Extracted records »
********************
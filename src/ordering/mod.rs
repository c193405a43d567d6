//! Course-ordering strategies for greedy scheduling.
//!
//! Before Phase 1 runs, the course list is ranked by a heuristic; the
//! scheduler trial-runs every strategy and keeps the one that places the
//! most courses. Strategies are pure: they rank without mutating input.
//!
//! # Score Convention
//! Lower scores = scheduled first. Descending heuristics (most
//! conflicts, largest enrollment, longest duration) negate their
//! measure.
//!
//! # Usage
//!
//! ```
//! use examplan::ordering::{sort_indices, strategies, OrderingContext};
//! use examplan::roster::Roster;
//!
//! let roster = Roster::default();
//! let ctx = OrderingContext::from_roster(&roster);
//! let order = sort_indices(&roster, &ctx, &strategies::ConflictDegree);
//! assert!(order.is_empty());
//! ```

mod context;
pub mod strategies;

pub use context::OrderingContext;

use crate::roster::Roster;
use std::fmt::Debug;

/// Score returned by an ordering strategy.
///
/// Lower scores = higher priority (scheduled first).
pub type StrategyScore = f64;

/// A heuristic that ranks courses for scheduling.
///
/// # Score Convention
/// **Lower score = scheduled first.** Strategies ordering by a
/// descending measure should return its negation.
pub trait OrderingStrategy: Send + Sync + Debug {
    /// Strategy name (e.g. "CONFLICT").
    fn name(&self) -> &'static str;

    /// Evaluates the priority of the course at `course_idx`.
    ///
    /// Returns a score where lower = scheduled first.
    fn evaluate(&self, course_idx: usize, roster: &Roster, ctx: &OrderingContext)
        -> StrategyScore;

    /// Strategy description.
    fn description(&self) -> &'static str {
        self.name()
    }
}

/// Returns course indices sorted by the strategy's scores.
///
/// The sort is stable: courses with equal scores keep their input order.
pub fn sort_indices(
    roster: &Roster,
    ctx: &OrderingContext,
    strategy: &dyn OrderingStrategy,
) -> Vec<usize> {
    let scores: Vec<StrategyScore> = (0..roster.course_count())
        .map(|idx| strategy.evaluate(idx, roster, ctx))
        .collect();

    let mut indices: Vec<usize> = (0..roster.course_count()).collect();
    indices.sort_by(|&a, &b| {
        scores[a]
            .partial_cmp(&scores[b])
            .unwrap_or(std::cmp::Ordering::Equal)
    });
    indices
}

#[cfg(test)]
mod tests {
    use super::*;
    use crate::models::{Course, Enrollment, Student};

    #[test]
    fn test_sort_indices_is_stable_on_ties() {
        // Three courses with identical enrollments → all scores tie.
        let mut roster = Roster::new(
            vec![Student::new(1, "S1")],
            vec![
                Course::new(1, "A"),
                Course::new(2, "B"),
                Course::new(3, "C"),
            ],
        );
        roster.apply_enrollments(&[
            Enrollment::new("A", vec![1]),
            Enrollment::new("B", vec![1]),
            Enrollment::new("C", vec![1]),
        ]);
        let ctx = OrderingContext::from_roster(&roster);

        let order = sort_indices(&roster, &ctx, &strategies::EnrollmentSize);
        assert_eq!(order, vec![0, 1, 2]);
    }

    #[test]
    fn test_sort_indices_empty_roster() {
        let roster = Roster::default();
        let ctx = OrderingContext::from_roster(&roster);
        assert!(sort_indices(&roster, &ctx, &strategies::ExamDuration).is_empty());
    }
}
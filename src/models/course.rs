//! Course model.
//!
//! A course owns its exam duration and the set of enrolled students
//! (as roster indices). The duration starts at the crate default and
//! may be overridden per course name via
//! [`ExamConfig::course_durations`](super::ExamConfig).

use serde::{Deserialize, Serialize};
use std::collections::BTreeSet;

/// Exam duration applied when no per-course override exists (minutes).
pub const DEFAULT_DURATION_MINUTES: i64 = 120;

/// A course whose exam needs a time slot and classrooms.
#[derive(Debug, Clone, Serialize, Deserialize)]
pub struct Course {
    /// External identifier from the imported records.
    pub id: u32,
    /// Course name; enrollments and duration overrides resolve by name.
    pub name: String,
    /// Exam duration in minutes.
    pub duration_minutes: i64,
    /// Indices of enrolled students in the roster arena.
    pub students: BTreeSet<usize>,
}

impl Course {
    /// Creates a course with the default exam duration and no students.
    pub fn new(id: u32, name: impl Into<String>) -> Self {
        Self {
            id,
            name: name.into(),
            duration_minutes: DEFAULT_DURATION_MINUTES,
            students: BTreeSet::new(),
        }
    }

    /// Sets the exam duration.
    pub fn with_duration(mut self, minutes: i64) -> Self {
        self.duration_minutes = minutes;
        self
    }

    /// Number of enrolled students.
    #[inline]
    pub fn student_count(&self) -> usize {
        self.students.len()
    }

    /// Whether any student is enrolled in both this course and `other`.
    pub fn shares_students_with(&self, other: &Course) -> bool {
        self.students.intersection(&other.students).next().is_some()
    }
}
********************
What to produce » Looking at the data above, how many lines hold the string "priority"? Reply with only the number.

Answer box » 2